### Dataset entries
*** Begin section ***

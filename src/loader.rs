// loader.rs: background panorama loading
//
// Every request carries a generation number. The viewer only applies the
// result whose generation matches its latest request, so a slow earlier load
// can never overwrite a newer scene.

use crate::error::LoadError;
use image::io::Reader as ImageReader;
use image::GenericImageView;
use std::fs::File;
use std::io::BufReader;
use std::path::{Path, PathBuf};
use std::sync::mpsc::{channel, Receiver, Sender};
use std::thread;

#[derive(Debug, Clone, PartialEq, Eq)]
pub struct LoadTicket {
    pub generation: u64,
    pub source: String,
}

#[derive(Debug)]
pub struct LoadOutcome<I> {
    pub generation: u64,
    pub source: String,
    pub result: Result<I, LoadError>,
}

/// Something that turns image references into decoded images, asynchronously.
pub trait PanoramaSource {
    type Image;

    /// Starts loading; must not block.
    fn request(&mut self, ticket: LoadTicket);

    /// Next finished load, if any; must not block.
    fn poll(&mut self) -> Option<LoadOutcome<Self::Image>>;
}

/// Decodes images from disk on short-lived worker threads.
pub struct ThreadedLoader {
    base_dir: PathBuf,
    tx: Sender<LoadOutcome<image::RgbaImage>>,
    rx: Receiver<LoadOutcome<image::RgbaImage>>,
}

impl ThreadedLoader {
    pub fn new(base_dir: impl Into<PathBuf>) -> Self {
        let (tx, rx) = channel();
        Self {
            base_dir: base_dir.into(),
            tx,
            rx,
        }
    }

    pub fn base_dir(&self) -> &Path {
        &self.base_dir
    }
}

impl PanoramaSource for ThreadedLoader {
    type Image = image::RgbaImage;

    fn request(&mut self, ticket: LoadTicket) {
        let path = resolve_image_path(&self.base_dir, &ticket.source);
        let tx = self.tx.clone();
        thread::spawn(move || {
            log::info!("loading panorama {} (generation {})", path.display(), ticket.generation);
            let result = decode_rgba(&path);
            let outcome = LoadOutcome {
                generation: ticket.generation,
                source: ticket.source,
                result,
            };
            if tx.send(outcome).is_err() {
                log::debug!("viewer gone, dropping panorama {}", path.display());
            }
        });
    }

    fn poll(&mut self) -> Option<LoadOutcome<Self::Image>> {
        // the loader keeps its own sender, so the channel never disconnects
        self.rx.try_recv().ok()
    }
}

/// Image references look like `/images/tours/x.jpg`, relative to the asset
/// root. Absolute filesystem paths that exist are used as given.
pub fn resolve_image_path(base_dir: &Path, source: &str) -> PathBuf {
    let as_given = Path::new(source);
    if as_given.is_absolute() && as_given.exists() {
        return as_given.to_path_buf();
    }
    base_dir.join(source.trim_start_matches(['/', '\\']))
}

fn decode_rgba(path: &Path) -> Result<image::RgbaImage, LoadError> {
    let file = File::open(path).map_err(|e| LoadError::Open {
        path: path.to_path_buf(),
        message: e.to_string(),
    })?;
    let reader = BufReader::new(file);

    let img = ImageReader::new(reader)
        .with_guessed_format()
        .map_err(image::ImageError::IoError)
        .and_then(|mut r| {
            r.no_limits();
            r.decode()
        })
        .map_err(|e| LoadError::Decode {
            path: path.to_path_buf(),
            message: e.to_string(),
        })?;

    let (w, h) = img.dimensions();
    log::info!("decoded {} ({w}x{h})", path.display());
    Ok(img.to_rgba8())
}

*** End section ***

### WHAT IS NEEDED
Please show each line in the records above that contains "ThreadedLoader".

### RESULT OF THIS EXERCISE
pub struct ThreadedLoader {
impl ThreadedLoader {
impl PanoramaSource for ThreadedLoader {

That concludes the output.